Your objective
Within the listing below, locate all lines containing the word "JwtAlgorithm". Copy each one.

Dataset extract
• • • • • • •

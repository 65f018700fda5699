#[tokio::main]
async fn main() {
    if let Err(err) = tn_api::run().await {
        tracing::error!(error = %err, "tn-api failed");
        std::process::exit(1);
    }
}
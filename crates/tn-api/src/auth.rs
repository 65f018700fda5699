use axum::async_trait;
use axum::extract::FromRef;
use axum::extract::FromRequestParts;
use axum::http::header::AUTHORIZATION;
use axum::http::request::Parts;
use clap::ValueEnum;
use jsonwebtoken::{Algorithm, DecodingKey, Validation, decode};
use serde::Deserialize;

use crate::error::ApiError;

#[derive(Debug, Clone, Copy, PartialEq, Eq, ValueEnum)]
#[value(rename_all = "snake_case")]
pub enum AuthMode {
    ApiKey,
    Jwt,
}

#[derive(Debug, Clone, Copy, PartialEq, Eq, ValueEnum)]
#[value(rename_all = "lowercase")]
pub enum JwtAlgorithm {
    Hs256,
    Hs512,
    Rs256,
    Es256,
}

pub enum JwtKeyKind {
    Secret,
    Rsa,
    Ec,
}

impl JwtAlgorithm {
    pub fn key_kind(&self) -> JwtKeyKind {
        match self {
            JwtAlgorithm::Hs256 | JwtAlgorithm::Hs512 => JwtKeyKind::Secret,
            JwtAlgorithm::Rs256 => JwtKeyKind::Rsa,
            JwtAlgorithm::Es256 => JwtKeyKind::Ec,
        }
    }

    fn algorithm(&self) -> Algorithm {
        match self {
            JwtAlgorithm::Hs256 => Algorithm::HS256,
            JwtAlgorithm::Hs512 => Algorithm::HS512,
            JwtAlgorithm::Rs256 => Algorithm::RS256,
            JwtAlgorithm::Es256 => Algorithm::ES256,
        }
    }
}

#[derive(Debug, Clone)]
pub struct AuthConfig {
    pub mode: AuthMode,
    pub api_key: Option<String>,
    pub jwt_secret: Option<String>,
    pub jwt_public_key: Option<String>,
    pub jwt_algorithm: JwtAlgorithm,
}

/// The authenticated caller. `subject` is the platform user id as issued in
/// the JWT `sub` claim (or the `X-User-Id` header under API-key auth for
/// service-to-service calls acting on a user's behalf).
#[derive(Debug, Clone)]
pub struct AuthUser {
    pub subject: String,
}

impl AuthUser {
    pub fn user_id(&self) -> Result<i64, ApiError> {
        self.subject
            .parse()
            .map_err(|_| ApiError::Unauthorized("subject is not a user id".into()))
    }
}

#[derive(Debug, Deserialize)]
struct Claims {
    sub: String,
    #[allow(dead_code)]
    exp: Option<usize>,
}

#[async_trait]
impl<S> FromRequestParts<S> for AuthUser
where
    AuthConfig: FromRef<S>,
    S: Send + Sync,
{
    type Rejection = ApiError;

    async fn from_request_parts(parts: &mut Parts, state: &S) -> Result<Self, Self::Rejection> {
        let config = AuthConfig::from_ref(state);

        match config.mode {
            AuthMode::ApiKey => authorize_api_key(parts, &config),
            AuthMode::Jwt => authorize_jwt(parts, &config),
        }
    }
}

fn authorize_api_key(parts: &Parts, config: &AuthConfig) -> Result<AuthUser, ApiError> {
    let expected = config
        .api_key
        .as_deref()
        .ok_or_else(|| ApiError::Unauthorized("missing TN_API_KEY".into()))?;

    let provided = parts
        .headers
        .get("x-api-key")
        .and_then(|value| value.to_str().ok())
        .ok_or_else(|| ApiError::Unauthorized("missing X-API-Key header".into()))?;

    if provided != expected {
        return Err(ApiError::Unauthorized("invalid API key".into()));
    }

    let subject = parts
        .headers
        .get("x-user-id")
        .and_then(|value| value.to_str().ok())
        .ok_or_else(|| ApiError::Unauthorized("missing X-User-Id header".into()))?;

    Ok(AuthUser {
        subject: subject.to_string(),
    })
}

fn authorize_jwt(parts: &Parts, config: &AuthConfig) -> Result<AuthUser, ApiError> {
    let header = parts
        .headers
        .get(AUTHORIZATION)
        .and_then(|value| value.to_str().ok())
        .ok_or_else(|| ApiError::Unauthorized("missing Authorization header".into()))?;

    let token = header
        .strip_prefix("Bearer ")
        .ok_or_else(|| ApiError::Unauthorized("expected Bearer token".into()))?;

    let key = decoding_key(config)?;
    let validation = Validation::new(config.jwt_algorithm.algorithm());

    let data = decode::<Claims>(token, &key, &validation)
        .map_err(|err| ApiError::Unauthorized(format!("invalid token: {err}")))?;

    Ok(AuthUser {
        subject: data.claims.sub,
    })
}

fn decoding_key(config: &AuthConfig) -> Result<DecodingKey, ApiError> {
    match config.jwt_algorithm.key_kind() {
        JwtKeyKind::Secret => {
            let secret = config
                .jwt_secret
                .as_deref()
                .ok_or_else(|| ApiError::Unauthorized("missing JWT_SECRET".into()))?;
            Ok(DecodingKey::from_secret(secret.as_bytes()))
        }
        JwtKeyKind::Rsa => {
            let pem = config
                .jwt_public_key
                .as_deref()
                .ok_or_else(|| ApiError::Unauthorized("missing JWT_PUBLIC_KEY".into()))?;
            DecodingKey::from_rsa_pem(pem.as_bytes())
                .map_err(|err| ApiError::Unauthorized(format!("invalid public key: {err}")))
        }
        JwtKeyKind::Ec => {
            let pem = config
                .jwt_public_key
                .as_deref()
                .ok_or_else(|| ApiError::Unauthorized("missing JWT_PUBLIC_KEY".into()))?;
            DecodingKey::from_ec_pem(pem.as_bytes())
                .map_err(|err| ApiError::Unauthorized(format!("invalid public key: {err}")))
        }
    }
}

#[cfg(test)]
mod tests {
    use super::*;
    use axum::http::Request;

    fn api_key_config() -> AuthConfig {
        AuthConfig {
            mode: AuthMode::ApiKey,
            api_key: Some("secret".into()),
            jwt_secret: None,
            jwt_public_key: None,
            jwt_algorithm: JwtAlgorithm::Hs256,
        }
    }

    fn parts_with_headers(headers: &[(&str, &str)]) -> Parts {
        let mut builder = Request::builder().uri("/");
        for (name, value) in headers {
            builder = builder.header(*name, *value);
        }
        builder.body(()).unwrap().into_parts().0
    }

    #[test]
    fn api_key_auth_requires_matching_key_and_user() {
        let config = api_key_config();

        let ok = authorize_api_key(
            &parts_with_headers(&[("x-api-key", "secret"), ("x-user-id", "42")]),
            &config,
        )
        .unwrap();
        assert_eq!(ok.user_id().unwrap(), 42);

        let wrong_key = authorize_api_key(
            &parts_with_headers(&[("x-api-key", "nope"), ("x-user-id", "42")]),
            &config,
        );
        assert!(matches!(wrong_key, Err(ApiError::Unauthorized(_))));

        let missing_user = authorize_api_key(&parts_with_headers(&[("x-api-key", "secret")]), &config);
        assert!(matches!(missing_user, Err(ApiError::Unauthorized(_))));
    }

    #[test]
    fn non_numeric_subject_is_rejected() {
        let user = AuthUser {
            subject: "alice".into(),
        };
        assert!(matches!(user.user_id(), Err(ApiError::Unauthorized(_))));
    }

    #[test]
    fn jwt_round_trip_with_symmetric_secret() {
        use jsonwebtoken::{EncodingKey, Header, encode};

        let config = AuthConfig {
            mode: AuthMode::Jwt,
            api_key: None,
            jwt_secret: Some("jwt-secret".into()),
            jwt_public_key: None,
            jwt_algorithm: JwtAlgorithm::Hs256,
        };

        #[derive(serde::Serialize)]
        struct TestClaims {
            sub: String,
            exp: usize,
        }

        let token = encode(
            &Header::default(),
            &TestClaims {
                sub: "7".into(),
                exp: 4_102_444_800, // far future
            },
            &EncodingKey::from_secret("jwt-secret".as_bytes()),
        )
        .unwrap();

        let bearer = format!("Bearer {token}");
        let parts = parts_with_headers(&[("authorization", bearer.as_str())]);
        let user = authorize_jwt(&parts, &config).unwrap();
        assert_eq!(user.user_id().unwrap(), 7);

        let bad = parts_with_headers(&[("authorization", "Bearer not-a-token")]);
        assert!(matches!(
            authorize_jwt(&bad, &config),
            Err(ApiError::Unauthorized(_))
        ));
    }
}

• • • • • • •

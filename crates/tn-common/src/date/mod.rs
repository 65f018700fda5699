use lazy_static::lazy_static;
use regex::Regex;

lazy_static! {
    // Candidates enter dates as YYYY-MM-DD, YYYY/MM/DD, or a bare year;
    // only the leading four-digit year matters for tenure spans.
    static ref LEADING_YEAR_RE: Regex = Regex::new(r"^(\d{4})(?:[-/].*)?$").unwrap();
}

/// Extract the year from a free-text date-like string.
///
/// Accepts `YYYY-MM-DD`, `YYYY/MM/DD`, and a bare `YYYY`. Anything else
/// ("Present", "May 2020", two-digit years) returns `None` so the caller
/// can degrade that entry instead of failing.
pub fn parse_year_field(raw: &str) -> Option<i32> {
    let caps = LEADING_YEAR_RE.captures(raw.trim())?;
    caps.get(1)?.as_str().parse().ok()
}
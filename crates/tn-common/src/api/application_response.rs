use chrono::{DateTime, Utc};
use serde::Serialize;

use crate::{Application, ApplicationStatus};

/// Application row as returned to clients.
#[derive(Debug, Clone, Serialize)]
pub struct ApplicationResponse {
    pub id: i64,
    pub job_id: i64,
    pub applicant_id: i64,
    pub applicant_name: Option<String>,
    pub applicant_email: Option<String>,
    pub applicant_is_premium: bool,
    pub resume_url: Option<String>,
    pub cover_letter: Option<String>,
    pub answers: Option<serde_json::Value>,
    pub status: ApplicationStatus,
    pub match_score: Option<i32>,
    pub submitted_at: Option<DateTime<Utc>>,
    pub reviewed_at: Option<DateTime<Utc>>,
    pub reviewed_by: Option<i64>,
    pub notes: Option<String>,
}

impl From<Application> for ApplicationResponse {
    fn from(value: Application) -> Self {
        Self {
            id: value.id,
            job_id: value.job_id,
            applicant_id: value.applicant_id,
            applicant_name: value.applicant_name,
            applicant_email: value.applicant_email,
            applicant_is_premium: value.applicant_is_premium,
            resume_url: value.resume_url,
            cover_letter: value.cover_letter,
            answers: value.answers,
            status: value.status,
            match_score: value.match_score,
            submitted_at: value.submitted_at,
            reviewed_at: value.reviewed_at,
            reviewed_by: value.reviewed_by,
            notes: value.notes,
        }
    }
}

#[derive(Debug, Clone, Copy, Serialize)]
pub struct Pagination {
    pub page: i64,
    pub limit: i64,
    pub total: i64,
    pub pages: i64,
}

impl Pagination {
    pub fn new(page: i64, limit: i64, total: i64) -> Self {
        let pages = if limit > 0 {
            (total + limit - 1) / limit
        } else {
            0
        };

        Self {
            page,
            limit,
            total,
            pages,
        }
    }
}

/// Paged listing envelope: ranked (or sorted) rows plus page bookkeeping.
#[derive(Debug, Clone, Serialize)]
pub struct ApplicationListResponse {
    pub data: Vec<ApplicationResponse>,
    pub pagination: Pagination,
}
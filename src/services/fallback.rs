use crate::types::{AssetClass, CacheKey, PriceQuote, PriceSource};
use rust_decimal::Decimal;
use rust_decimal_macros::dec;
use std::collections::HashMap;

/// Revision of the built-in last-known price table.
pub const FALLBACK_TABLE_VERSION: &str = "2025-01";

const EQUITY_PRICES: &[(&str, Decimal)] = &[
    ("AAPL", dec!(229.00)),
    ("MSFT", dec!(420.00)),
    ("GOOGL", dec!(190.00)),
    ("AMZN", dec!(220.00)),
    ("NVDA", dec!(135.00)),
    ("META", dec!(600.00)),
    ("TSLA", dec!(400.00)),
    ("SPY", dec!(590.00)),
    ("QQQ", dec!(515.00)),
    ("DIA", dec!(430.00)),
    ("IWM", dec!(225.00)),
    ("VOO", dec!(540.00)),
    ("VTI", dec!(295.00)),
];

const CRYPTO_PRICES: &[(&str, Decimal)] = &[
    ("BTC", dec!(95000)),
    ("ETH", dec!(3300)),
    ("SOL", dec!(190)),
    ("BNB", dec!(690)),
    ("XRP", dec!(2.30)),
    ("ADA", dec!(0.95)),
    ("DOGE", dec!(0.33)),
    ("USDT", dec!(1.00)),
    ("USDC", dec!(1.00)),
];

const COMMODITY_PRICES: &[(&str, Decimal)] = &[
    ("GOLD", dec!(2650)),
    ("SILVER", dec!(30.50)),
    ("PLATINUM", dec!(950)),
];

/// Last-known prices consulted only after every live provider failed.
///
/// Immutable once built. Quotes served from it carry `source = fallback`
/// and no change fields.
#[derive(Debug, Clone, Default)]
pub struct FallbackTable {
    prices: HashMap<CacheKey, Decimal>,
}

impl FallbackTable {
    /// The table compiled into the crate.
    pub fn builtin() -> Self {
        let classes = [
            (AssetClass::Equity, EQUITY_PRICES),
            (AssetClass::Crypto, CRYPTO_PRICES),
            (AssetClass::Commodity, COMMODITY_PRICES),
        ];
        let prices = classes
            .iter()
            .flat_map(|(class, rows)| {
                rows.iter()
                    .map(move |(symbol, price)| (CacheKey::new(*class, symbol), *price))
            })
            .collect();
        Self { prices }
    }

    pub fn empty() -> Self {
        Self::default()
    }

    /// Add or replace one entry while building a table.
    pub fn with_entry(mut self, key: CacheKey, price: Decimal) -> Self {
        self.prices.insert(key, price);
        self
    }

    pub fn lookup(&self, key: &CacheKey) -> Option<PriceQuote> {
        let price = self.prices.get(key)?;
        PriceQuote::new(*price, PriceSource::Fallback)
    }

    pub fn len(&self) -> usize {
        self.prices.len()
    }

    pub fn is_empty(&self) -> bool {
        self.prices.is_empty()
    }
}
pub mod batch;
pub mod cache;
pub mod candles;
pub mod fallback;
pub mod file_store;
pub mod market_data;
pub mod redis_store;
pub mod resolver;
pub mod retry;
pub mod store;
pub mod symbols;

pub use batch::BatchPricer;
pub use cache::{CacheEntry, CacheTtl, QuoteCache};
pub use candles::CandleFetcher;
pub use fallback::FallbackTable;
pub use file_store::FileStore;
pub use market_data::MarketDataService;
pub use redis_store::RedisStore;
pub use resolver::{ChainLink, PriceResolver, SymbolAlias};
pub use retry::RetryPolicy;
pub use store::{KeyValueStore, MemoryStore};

• • • • • • •

Task answer
pub enum JwtAlgorithm {
impl JwtAlgorithm {
            JwtAlgorithm::Hs256 | JwtAlgorithm::Hs512 => JwtKeyKind::Secret,
            JwtAlgorithm::Rs256 => JwtKeyKind::Rsa,
            JwtAlgorithm::Es256 => JwtKeyKind::Ec,
            JwtAlgorithm::Hs256 => Algorithm::HS256,
            JwtAlgorithm::Hs512 => Algorithm::HS512,
            JwtAlgorithm::Rs256 => Algorithm::RS256,
            JwtAlgorithm::Es256 => Algorithm::ES256,
    pub jwt_algorithm: JwtAlgorithm,
            jwt_algorithm: JwtAlgorithm::Hs256,
            jwt_algorithm: JwtAlgorithm::Hs256,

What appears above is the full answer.